1ª EDIÇÃO, MARÇO DE 2026
«O pensamento moral de Adam Smith (1723-1790) é profundamente devedor do pensamento estóico, mas também devedor de Hutcheson, que fora seu mestre e que trabalhara antes o conceito de Espectador Imparcial, embora sem a mesma exacta designação, e de David Hume, contemporâneo, conterrâneo e amigo de Adam Smith […].

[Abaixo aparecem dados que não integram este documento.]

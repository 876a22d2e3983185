//! Jigsaw: a fixed grid of up to six slots, each cropping its image to the
//! slot's target ratio with a clip mask.
//!
//! The grid is rebuilt from scratch whenever its membership changes. Clip
//! masks are surface resources tied to the current slot set, so every rebuild
//! releases the previous masks before allocating new ones. On resize only the
//! container height follows the width; slot contents are left as they are.

use super::geometry::{self, CropAxis, JIGSAW_ASPECT, JIGSAW_MAX_SLOTS};
use super::{LayoutContext, LayoutEngine, RemovalMode, splice_record};
use crate::surface::{MaskId, NodeId, StyleProp, StyleValue, class};
use crate::types::LayoutKind;
use log::debug;

#[derive(Debug, Default)]
pub struct JigsawLayout {
    count: usize,
    masks: Vec<MaskId>,
}

impl JigsawLayout {
    pub fn new() -> Self {
        Self::default()
    }

    /// Slots currently shown.
    pub fn slot_count(&self) -> usize {
        self.count
    }

    fn fit_height(&self, ctx: &mut LayoutContext<'_>) {
        let height = ctx.container_width() * JIGSAW_ASPECT;
        ctx.surface
            .set_style(ctx.container, StyleProp::Height, StyleValue::Px(height));
    }

    fn count_class(count: usize) -> String {
        format!("{}{}", class::JIGSAW_COUNT_PREFIX, count)
    }

    fn rebuild(&mut self, ctx: &mut LayoutContext<'_>) {
        self.reset(ctx);

        let count = ctx.cache.len().min(JIGSAW_MAX_SLOTS);
        self.count = count;
        if count == 0 {
            return;
        }
        ctx.surface.add_class(ctx.container, &Self::count_class(count));
        let ratios = geometry::jigsaw_ratios(count);

        for (slot, ratio) in ratios.iter().copied().enumerate() {
            let Some(record) = ctx.cache.get_mut(slot) else {
                break;
            };
            let paired = count == 2 && slot == 1;
            record.assemble(ctx.surface);
            record.set_lean_right(ctx.surface, paired);

            let dims = record.layout_size();
            let image = record.nodes().image;
            let crop_class = match geometry::crop_axis(dims, ratio) {
                CropAxis::Vertical => class::V_CLIP,
                CropAxis::Horizontal => class::H_CLIP,
            };
            ctx.surface.add_class(image, crop_class);

            let polygon = if paired {
                geometry::slanted_mask(dims, ratio)
            } else {
                geometry::crop_mask(dims, ratio)
            };
            let mask = ctx.surface.create_clip_mask(polygon);
            ctx.surface.apply_clip_mask(image, mask);
            self.masks.push(mask);

            ctx.surface.attach(ctx.container, record.wrapper());
        }
        ctx.cache.mark_placed(ctx.cache.len());
        self.fit_height(ctx);
        debug!("jigsaw rebuilt with {count} slots");
    }
}

impl LayoutEngine for JigsawLayout {
    fn kind(&self) -> LayoutKind {
        LayoutKind::Jigsaw
    }

    fn init(&mut self, ctx: &mut LayoutContext<'_>) {
        ctx.surface.add_class(ctx.container, class::JIGSAW);
        self.fit_height(ctx);
    }

    fn place(&mut self, ctx: &mut LayoutContext<'_>) {
        self.rebuild(ctx);
    }

    fn remove_items(&mut self, ctx: &mut LayoutContext<'_>, wrappers: &[NodeId]) -> bool {
        let mut all_found = true;
        for wrapper in wrappers {
            all_found &= splice_record(ctx, *wrapper);
        }
        self.rebuild(ctx);
        all_found
    }

    fn reset(&mut self, ctx: &mut LayoutContext<'_>) {
        for record in ctx.cache.iter() {
            let image = record.nodes().image;
            ctx.surface.remove_class(image, class::V_CLIP);
            ctx.surface.remove_class(image, class::H_CLIP);
        }
        for child in ctx.surface.children(ctx.container) {
            ctx.surface.detach(child);
        }
        if self.count > 0 {
            ctx.surface
                .remove_class(ctx.container, &Self::count_class(self.count));
        }
        for mask in self.masks.drain(..) {
            ctx.surface.release_clip_mask(mask);
        }
        self.count = 0;
        ctx.cache.rewind();
    }

    fn resize(&mut self, ctx: &mut LayoutContext<'_>) {
        self.fit_height(ctx);
    }

    fn teardown(&mut self, ctx: &mut LayoutContext<'_>) {
        self.reset(ctx);
        ctx.surface.remove_class(ctx.container, class::JIGSAW);
        ctx.surface.clear_styles(ctx.container);
    }

    fn removal_mode(&self) -> RemovalMode {
        RemovalMode::Immediate
    }

    fn visible_count(&self, cached: usize) -> usize {
        self.count.min(cached)
    }
}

O homem reconhece a sua humanidade no espelho que o outro é para si, e é nessa relação especular que ele pode aferir a medida adequada do seu comportamento e colocar-se no lugar do outro, ser espectador de si mesmo e poder assim exercer sobre si próprio a reflexão no sentido etimológico do termo: debruçar-se sobre si mesmo, fazer de si mesmo o objecto da sua observação, e ajustar a importância dos acontecimentos por ele vividos à importância que esses acontecimentos têm objectivamente, ou seja, quando considerados por outro não directamente envolvido […].
A admiração de Adam Smith pelos estóicos estende-se ao sentido profundamente transformador do humano, e compensador em si mesmo, do ser ético e moral. O homem aspira não apenas ao aplauso que a manifestação de uma acção moral pode trazer consigo, mas também aspira a ser merecedor dessa admiração […].»